Bob’s a quiet man and I almost miss him walking calmly to the master bedroom. My curiosity finally conquers my lethargy. I put my hand against the window and peer into the darkness, down the steep driveway to the street below. I see the tail lights of a truck idling near the driveway.
This is unusual and a bit ominous. No one drives on the mountain unless they live here and no one ever drives on the mountain at night. Even though we’ve visited here for years, I’ve never seen the neighbors. I army-crawl onto the porch. I can hear men muttering in the still, winter night, slurring their words, stamping the underbrush. Back inside, I babble to Jen as I try to work through what’s happening. “Those men are here and they have cages on their truck and it’s really dark out there because it’s night,” and so on. Talking to think, that’s my jam.
But now I’m quiet because Bob has returned and he has a gun.
It’s a stainless steel hand cannon and it’s holding court from the dinner table while Bob laces up his sneakers. Jen says something but that firearm has me locked in mental stasis and I’m no longer taking in auditory data. Every ounce of my attention is focused on that king-sized pistol. I don’t want to make any sudden moves.
“Why don’t you gun ahead and gun on your gunny guns,” Bob says to me. I walk in slow motion as I follow Bob and the Beretta to the garage.
The three of us–Bob, the gun and I–are in the front of the SUV. Bob has somehow squeezed the massive handgun into the center console cup holder. I peel my eyes away from it and discover that we’re inching down the sharp slope of the driveway. There is no light beyond the cones of asphalt in front of the headlights. I can’t see the men. I think I hear a howl.
As we’re approaching the rusted-out pickup truck in the street, Bob says something about the gun again, but I take it to mean he wants me to snap some photographs of the truck with my phone’s camera. I’m on it, pressing the shutter button a thousand times in the four seconds it takes to pan by the pickup. I review my surveillance.
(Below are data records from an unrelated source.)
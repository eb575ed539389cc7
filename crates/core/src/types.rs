//! Core type definitions shared across the platform

use crate::error::CatalogError;
use serde::{Deserialize, Serialize};

/// Content type classification
#[derive(Debug, Clone, Copy, PartialEq, Eq, Hash, Serialize, Deserialize)]
#[serde(rename_all = "snake_case")]
pub enum ContentType {
    Movie,
    Series,
    Documentary,
    Short,
}

impl ContentType {
    pub fn from_str(s: &str) -> Result<Self, CatalogError> {
        match s.to_lowercase().as_str() {
            "movie" => Ok(ContentType::Movie),
            "series" => Ok(ContentType::Series),
            "documentary" => Ok(ContentType::Documentary),
            "short" => Ok(ContentType::Short),
            _ => Err(CatalogError::validation(format!(
                "Invalid content type: {}",
                s
            ))),
        }
    }

    pub fn as_str(&self) -> &'static str {
        match self {
            ContentType::Movie => "movie",
            ContentType::Series => "series",
            ContentType::Documentary => "documentary",
            ContentType::Short => "short",
        }
    }
}

/// Age rating hierarchy following MPAA standards
///
/// The ordering is load-bearing: child-safety gating compares against
/// [`MAX_CHILD_RATING`].
#[derive(Debug, Clone, Copy, PartialEq, Eq, PartialOrd, Ord, Hash, Serialize, Deserialize)]
#[serde(rename_all = "UPPERCASE")]
pub enum AgeRating {
    G = 0,
    PG = 1,
    #[serde(rename = "PG-13")]
    PG13 = 2,
    R = 3,
    #[serde(rename = "NC-17")]
    NC17 = 4,
}

impl AgeRating {
    pub fn from_str(s: &str) -> Result<Self, CatalogError> {
        match s.to_uppercase().as_str() {
            "G" => Ok(AgeRating::G),
            "PG" => Ok(AgeRating::PG),
            "PG-13" | "PG13" => Ok(AgeRating::PG13),
            "R" => Ok(AgeRating::R),
            "NC-17" | "NC17" => Ok(AgeRating::NC17),
            _ => Err(CatalogError::validation(format!(
                "Invalid age rating: {}",
                s
            ))),
        }
    }

    pub fn as_str(&self) -> &'static str {
        match self {
            AgeRating::G => "G",
            AgeRating::PG => "PG",
            AgeRating::PG13 => "PG-13",
            AgeRating::R => "R",
            AgeRating::NC17 => "NC-17",
        }
    }
}

/// Publication lifecycle of a content record
#[derive(Debug, Clone, Copy, PartialEq, Eq, Hash, Serialize, Deserialize)]
#[serde(rename_all = "snake_case")]
pub enum ContentStatus {
    Draft,
    Processing,
    Published,
    Archived,
}

impl ContentStatus {
    pub fn from_str(s: &str) -> Result<Self, CatalogError> {
        match s.to_lowercase().as_str() {
            "draft" => Ok(ContentStatus::Draft),
            "processing" => Ok(ContentStatus::Processing),
            "published" => Ok(ContentStatus::Published),
            "archived" => Ok(ContentStatus::Archived),
            _ => Err(CatalogError::validation(format!(
                "Invalid content status: {}",
                s
            ))),
        }
    }

    pub fn as_str(&self) -> &'static str {
        match self {
            ContentStatus::Draft => "draft",
            ContentStatus::Processing => "processing",
            ContentStatus::Published => "published",
            ContentStatus::Archived => "archived",
        }
    }
}

/// Highest age rating a child profile may see
pub const MAX_CHILD_RATING: AgeRating = AgeRating::PG13;

/// Age ratings permitted on child profiles
pub const CHILD_SAFE_RATINGS: [AgeRating; 3] = [AgeRating::G, AgeRating::PG, AgeRating::PG13];

/// Genre allowlist for child profiles; content must overlap this set
pub const CHILD_SAFE_GENRES: [&str; 5] = ["Family", "Animation", "Comedy", "Adventure", "Fantasy"];

/// True if the genre is on the kid-safe allowlist (case-insensitive)
pub fn is_child_safe_genre(genre: &str) -> bool {
    CHILD_SAFE_GENRES
        .iter()
        .any(|g| g.eq_ignore_ascii_case(genre))
}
“Did you get ’em?” the gun asks.
Each photo is a streak of white blur against a bigger black blur.
“You bet,” I tell Bob.
I’m scanning the woods, the street, the neighbor’s yard, the cul-de-sac where we turn around to finally head back. The stillness out there is unsettling. That beat-up pickup is still parked on the side of the street. Bob pulls the SUV into the driveway. We begin the slow ascent to the safety of the house. We’re halfway there when I see movement in the trees.
At once I know the Adversary has come for us. An infernal figure, part man-goat, part hillbilly themed professional wrestler, materializes from the hellish grove. His unholy hounds cry out in the night, their wretched wails echoing off these mountains of madness– Wait, no, this is a man, but his eyes are glowing and he’s walking toward me. Okay, his eyes are normal, but is that a double-barrelled shotgun in his left tentacle? Where did his dogs go? And why in tarnal darnation is the car stopping?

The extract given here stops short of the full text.